NVIDIAのディビッド・カーク氏が東大で講演
9月11日 開催 米NVIDIAのChief Scientistであるディビッド・カーク氏が11日、東京大学本郷キャンパスで「CUDA and Tesla Computing」と題した講演を行なった。 参加者の多くはCGなどの分野に携わる学生で、「GeForceの父」として知られるカーク氏による講演と言うことで、定員約200人の会場は完全に満席状態となった。 今回の講演は、東京大学大学院 新領域創成科学研究科 複雑理工学専攻 西田友是教授の呼びかけにカーク氏が応じて実現したもの。
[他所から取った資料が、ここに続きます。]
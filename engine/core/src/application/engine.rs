// Copyright (c) 2026 100monkeys.ai
// SPDX-License-Identifier: AGPL-3.0
//! # SentinelEngine — route lifecycle and the ingest path
//!
//! Event-driven: the engine is idle until a raw record arrives or a route is
//! activated; no polling loop drives business logic. Each activated route
//! gets a corridor registration and a dedicated session task behind a
//! bounded queue (a full queue blocks the producer; pressure is surfaced,
//! never silently dropped). Deactivation cancels the session and removes the
//! corridor entry; already-appended audit records are untouched.

use std::sync::atomic::AtomicBool;
use std::sync::Arc;

use chrono::Utc;
use dashmap::DashMap;
use tokio::sync::mpsc;
use tokio_util::sync::CancellationToken;
use tracing::{info, warn};

use crate::application::metrics::DetectionMetrics;
use crate::application::normalizer::EventNormalizer;
use crate::application::risk;
use crate::application::safety::SafetyGate;
use crate::application::session::{run_session, DecisionSession, SessionDeps};
use crate::domain::action::ActionDispatcher;
use crate::domain::config::{
    ActionMode, ConfigError, EmbeddingProvider, EngineConfig, RoutingProvider,
};
use crate::domain::disruption::DisruptionEvent;
use crate::domain::event::{Event, RawRecord, RejectReason};
use crate::domain::events::EngineEvent;
use crate::domain::geo::GeoPoint;
use crate::domain::reasoning::ReasoningStrategy;
use crate::domain::route::{Route, RouteId, Shipment, ShipmentId};
use crate::infrastructure::actions::{LoggingDispatcher, WebhookDispatcher};
use crate::infrastructure::audit::{AuditSink, InMemoryAuditSink, JsonlAuditSink};
use crate::infrastructure::corridor::{CorridorError, CorridorIndex};
use crate::infrastructure::strategies::StrategyRouter;
use crate::infrastructure::routing::{
    GreatCirclePlanner, OsrmRoutePlanner, RoutePlanError, RoutePlanner,
};
use crate::infrastructure::telemetry::TelemetryBus;
use aegis_sentinel_context::{
    ContextPruner, ContextPrunerConfig, ContextStore, Embedder, HashingEmbedder, HttpEmbedder,
    InMemoryEntryRepository, NewEntry, NoopEventSink, StandardContextStore,
};

#[derive(Debug, thiserror::Error)]
pub enum EngineError {
    #[error(transparent)]
    Corridor(#[from] CorridorError),

    #[error(transparent)]
    RoutePlan(#[from] RoutePlanError),
}

/// What happened to one ingested record.
#[derive(Debug, Clone, PartialEq, Eq)]
pub enum IngestOutcome {
    /// Normalization rejected the record (counted, engine continues).
    Rejected(RejectReason),
    /// Normalized, indexed, but inside no registered corridor.
    NoCorridorMatch,
    /// Dispatched to this many route sessions.
    Dispatched { routes: usize },
}

/// Collaborators the engine is wired with. Built by [`SentinelEngine::from_config`]
/// for production shapes; tests inject fakes directly.
pub struct EngineDeps {
    pub context: Arc<dyn ContextStore>,
    pub reasoning: Arc<dyn ReasoningStrategy>,
    pub dispatcher: Arc<dyn ActionDispatcher>,
    pub audit: Arc<dyn AuditSink>,
    pub planner: Arc<dyn RoutePlanner>,
}

struct SessionHandle {
    tx: mpsc::Sender<DisruptionEvent>,
    shutdown: CancellationToken,
    task: tokio::task::JoinHandle<()>,
}

pub struct SentinelEngine {
    config: EngineConfig,
    normalizer: EventNormalizer,
    corridor: CorridorIndex,
    safety: Arc<SafetyGate>,
    telemetry: TelemetryBus,
    detection: Arc<DetectionMetrics>,
    shipments: Arc<DashMap<ShipmentId, Shipment>>,
    sessions: DashMap<RouteId, SessionHandle>,
    deps: EngineDeps,
    audit_poisoned: Arc<AtomicBool>,
    shutdown: CancellationToken,
    /// Retention pruner for the context store; present in production wiring.
    pruner: Option<Arc<ContextPruner>>,
}

impl SentinelEngine {
    pub fn new(config: EngineConfig, deps: EngineDeps) -> Self {
        let normalizer = EventNormalizer::new(&config.normalizer);
        let safety = Arc::new(SafetyGate::new(&config.safety));
        let telemetry = TelemetryBus::new(config.telemetry.capacity);

        Self {
            config,
            normalizer,
            corridor: CorridorIndex::new(),
            safety,
            telemetry,
            detection: Arc::new(DetectionMetrics::new()),
            shipments: Arc::new(DashMap::new()),
            sessions: DashMap::new(),
            deps,
            audit_poisoned: Arc::new(AtomicBool::new(false)),
            shutdown: CancellationToken::new(),
            pruner: None,
        }
    }

    /// Wire the production collaborators described by the configuration:
    /// context store with the configured embedder, reasoning router with
    /// rule-based fallback, webhook or logging dispatcher, JSONL or
    /// in-memory audit sink, OSRM or great-circle planner.
    pub async fn from_config(config: EngineConfig) -> anyhow::Result<Self> {
        let embedder: Arc<dyn Embedder> = match config.context.embedding.provider {
            EmbeddingProvider::Http => {
                let api_key =
                    crate::domain::config::resolve_secret(&config.context.embedding.api_key)?
                        .unwrap_or_default();
                Arc::new(HttpEmbedder::new(
                    config.context.embedding.endpoint.clone(),
                    api_key,
                    config.context.embedding.model.clone(),
                    config.context.embedding.dimensions,
                ))
            }
            EmbeddingProvider::Hashing => Arc::new(HashingEmbedder::default()),
        };

        let retention = chrono::Duration::from_std(config.context.retention)
            .unwrap_or_else(|_| chrono::Duration::days(7));
        let context = Arc::new(
            StandardContextStore::new(
                Arc::new(InMemoryEntryRepository::new()),
                embedder,
                Arc::new(NoopEventSink),
            )
            .with_retention_horizon(retention),
        );

        let reasoning = Arc::new(StrategyRouter::from_config(&config.reasoning)?);

        let dispatcher: Arc<dyn ActionDispatcher> = match config.actions.mode {
            ActionMode::Webhook => {
                let url = config.actions.webhook_url.clone().ok_or(ConfigError::Invalid(
                    "actions.webhook_url required for webhook mode".into(),
                ))?;
                Arc::new(WebhookDispatcher::new(url))
            }
            ActionMode::Logging => Arc::new(LoggingDispatcher::new()),
        };

        let audit: Arc<dyn AuditSink> = match &config.audit.path {
            Some(path) => Arc::new(JsonlAuditSink::open(path.clone()).await?),
            None => Arc::new(InMemoryAuditSink::new()),
        };

        let planner: Arc<dyn RoutePlanner> = match config.routing.provider {
            RoutingProvider::Osrm => Arc::new(OsrmRoutePlanner::new(
                config.routing.endpoint.clone(),
                config.routing.request_timeout,
            )),
            RoutingProvider::GreatCircle => Arc::new(GreatCirclePlanner::default()),
        };

        let mut engine = Self::new(
            config,
            EngineDeps {
                context: context.clone(),
                reasoning,
                dispatcher,
                audit,
                planner,
            },
        );

        // Background retention enforcement; queries only ever see the
        // logical horizon, this reclaims the memory behind it.
        let pruner = Arc::new(ContextPruner::new(context, ContextPrunerConfig::default()));
        let _ = pruner.clone().start();
        engine.pruner = Some(pruner);

        Ok(engine)
    }

    pub fn telemetry(&self) -> &TelemetryBus {
        &self.telemetry
    }

    pub fn context(&self) -> &Arc<dyn ContextStore> {
        &self.deps.context
    }

    pub fn audit(&self) -> &Arc<dyn AuditSink> {
        &self.deps.audit
    }

    pub fn detection_metrics(&self) -> &Arc<DetectionMetrics> {
        &self.detection
    }

    pub fn normalizer(&self) -> &EventNormalizer {
        &self.normalizer
    }

    pub fn active_routes(&self) -> usize {
        self.sessions.len()
    }

    /// The registered polyline and corridor radius for an active route.
    pub fn route(&self, route_id: RouteId) -> Option<Route> {
        self.corridor.route(route_id)
    }

    fn session_deps(&self) -> SessionDeps {
        SessionDeps {
            context: self.deps.context.clone(),
            reasoning: self.deps.reasoning.clone(),
            safety: self.safety.clone(),
            dispatcher: self.deps.dispatcher.clone(),
            audit: self.deps.audit.clone(),
            telemetry: self.telemetry.clone(),
            detection: self.detection.clone(),
            shipments: self.shipments.clone(),
            audit_poisoned: self.audit_poisoned.clone(),
        }
    }

    /// Activate monitoring between two coordinates: plan the polyline,
    /// register the corridor, spawn the session.
    pub async fn activate_route(
        &self,
        origin: GeoPoint,
        destination: GeoPoint,
        corridor_radius_km: f64,
    ) -> Result<RouteId, EngineError> {
        let polyline = self.deps.planner.plan(origin, destination).await?;
        let waypoint_count = polyline.len();
        let route = Route::new(polyline, corridor_radius_km);
        let route_id = self.corridor.register(route)?;

        let (tx, rx) = mpsc::channel(self.config.session.queue_depth.max(1));
        let session_shutdown = self.shutdown.child_token();
        let session = DecisionSession::new(
            route_id,
            self.config.session.clone(),
            self.session_deps(),
        );
        let task = tokio::spawn(run_session(session, rx, session_shutdown.clone()));

        self.sessions.insert(
            route_id,
            SessionHandle {
                tx,
                shutdown: session_shutdown,
                task,
            },
        );

        info!(%route_id, waypoint_count, corridor_radius_km, "Route activated");
        self.telemetry.publish(EngineEvent::RouteActivated {
            route_id,
            waypoint_count,
            corridor_radius_km,
            timestamp: Utc::now(),
        });

        Ok(route_id)
    }

    /// Stop monitoring a route. Tears down the session and the corridor
    /// registration; the audit trail keeps every record already appended.
    pub async fn deactivate_route(&self, route_id: RouteId) -> Result<(), EngineError> {
        let (_, handle) = self
            .sessions
            .remove(&route_id)
            .ok_or(CorridorError::UnknownRoute(route_id))?;

        handle.shutdown.cancel();
        drop(handle.tx);
        // Let the session finish its in-flight cycle; audit writes complete.
        let _ = handle.task.await;

        self.corridor.unregister(route_id)?;

        info!(%route_id, "Route deactivated");
        self.telemetry.publish(EngineEvent::RouteDeactivated {
            route_id,
            timestamp: Utc::now(),
        });

        Ok(())
    }

    /// Create or update a shipment. Position updates mutate progress;
    /// delivery/cancellation is a status change followed by retirement.
    pub fn upsert_shipment(&self, shipment: Shipment) {
        self.shipments.insert(shipment.id.clone(), shipment);
    }

    pub fn retire_shipment(&self, shipment_id: &ShipmentId) -> Option<Shipment> {
        self.shipments.remove(shipment_id).map(|(_, s)| s)
    }

    /// The ingest path: normalize → index → corridor match → score →
    /// dispatch to each affected route's session. Rejections are returned,
    /// not raised; the engine never crashes on a bad record.
    pub async fn ingest(&self, raw: RawRecord) -> IngestOutcome {
        let event = match self.normalizer.normalize(raw) {
            Ok(event) => event,
            Err(reason) => return IngestOutcome::Rejected(reason),
        };

        self.detection.track_detection(&event.id, event.timestamp);

        // Feed the living index; every normalized event is retrievable
        // context for future analyses, disruption or not.
        if let Err(e) = self
            .deps
            .context
            .index(NewEntry {
                route_scope: None,
                category: event.category.as_str().to_string(),
                location: event.location_name.clone(),
                text: event.summary.clone(),
                occurred_at: event.timestamp,
            })
            .await
        {
            warn!("Context indexing failed: {}", e);
        }

        let Some(point) = event.location else {
            return IngestOutcome::NoCorridorMatch;
        };

        let affected = self.corridor.affected_routes(point);
        if affected.is_empty() {
            return IngestOutcome::NoCorridorMatch;
        }

        let mut dispatched = 0usize;
        for route_id in affected {
            let disruption = self.derive_disruption(&event, route_id);

            self.telemetry.publish(EngineEvent::DisruptionDetected {
                route_id,
                event_id: event.id.clone(),
                risk_score: disruption.risk_score,
                shipment_ids: disruption.shipment_ids.clone(),
                timestamp: Utc::now(),
            });

            if let Some(handle) = self.sessions.get(&route_id) {
                // Bounded queue; a full session blocks this producer rather
                // than dropping or growing without bound.
                if handle.tx.send(disruption).await.is_err() {
                    warn!(%route_id, "Session queue closed, disruption dropped");
                    continue;
                }
                dispatched += 1;
            }
        }

        IngestOutcome::Dispatched { routes: dispatched }
    }

    /// Score the event against the shipments currently on the route. With no
    /// active shipments the impact weight is unknown; a neutral 0.5 keeps
    /// the disruption visible without inflating it.
    fn derive_disruption(&self, event: &Event, route_id: RouteId) -> DisruptionEvent {
        let severity = risk::severity(event);

        let mut shipment_ids = Vec::new();
        let mut max_risk: Option<f64> = None;
        for entry in self.shipments.iter() {
            let shipment = entry.value();
            if shipment.route_id == route_id && shipment.is_active() {
                let score = risk::score(event, shipment);
                max_risk = Some(max_risk.map_or(score, |r| r.max(score)));
                shipment_ids.push(shipment.id.clone());
            }
        }

        let risk_score = max_risk.unwrap_or_else(|| risk::score_parts(severity, 0.5));
        DisruptionEvent::new(event.clone(), route_id, shipment_ids, risk_score)
    }

    /// Cancel every session. Queued-but-unprocessed disruptions are dropped;
    /// appended audit records are not.
    pub async fn shutdown(&self) {
        info!("Engine shutting down");
        self.shutdown.cancel();
        if let Some(pruner) = &self.pruner {
            pruner.shutdown_token().cancel();
        }

        let route_ids: Vec<RouteId> = self.sessions.iter().map(|e| *e.key()).collect();
        let mut tasks = Vec::new();
        for route_id in route_ids {
            if let Some((_, handle)) = self.sessions.remove(&route_id) {
                drop(handle.tx);
                tasks.push(handle.task);
            }
        }
        let _ = futures::future::join_all(tasks).await;
    }
}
西田教授は、'70年代から3D CGの研究に取り組んできた先駆者の1人で、SIGGRAPHなどに数多くの論文を提出し、2005年にはこの分野でもっとも権威があるSteven A. Coons賞を受賞している。 現在、西田氏の研究室では、主に自然現象の可視化、照明シミュレーション、絵画風画像の表示といったテーマに取り組んでおり、講演に先立って研究室生らが、自らの研究成果をカーク氏に披露した。 いずれもCPUに代わってGPUを用いて計算することで処理能力を引き上げており、高度な出力を実現していたが、中でもカーク氏は、リアルタイムな「音」のレンダリングや、事前処理とリアルタイム処理を組み合わせることで実用的な精度と性能を実現した人の眼の被写界深度と凸面レンズのシミュレーションといったアイデアを高く評価していた。
講演のテーマである「CUDA」と「Tesla」は、後者がG80 GPUをベースにしたHPC(High Performance Computing)向けアクセラレータで、前者がその汎用プログラミングモデル。カーク氏はまずTesla(G80)のアーキテクチャを紹介し、GPUを用いて大規模な並列計算処理を行なう手法について丁寧に解説した。 手法といっても、コーディングについてではなく、CUDAプログラミングにおけるスレッドの取り扱いの方法や概念について焦点が当てられた。というのも、カーク氏はイリノイ大学でパラレルコンピューティングについて講師として教壇に立っており、パラレルコンピューティングでは、コーディングよりも前にその概念についてしっかり理解することがもっとも大事だと考えているからだ。 講演終了後は、参加者が自由にカーク氏に質問する時間が設けられ、多くの参加者が積極的に質問をぶつけていた。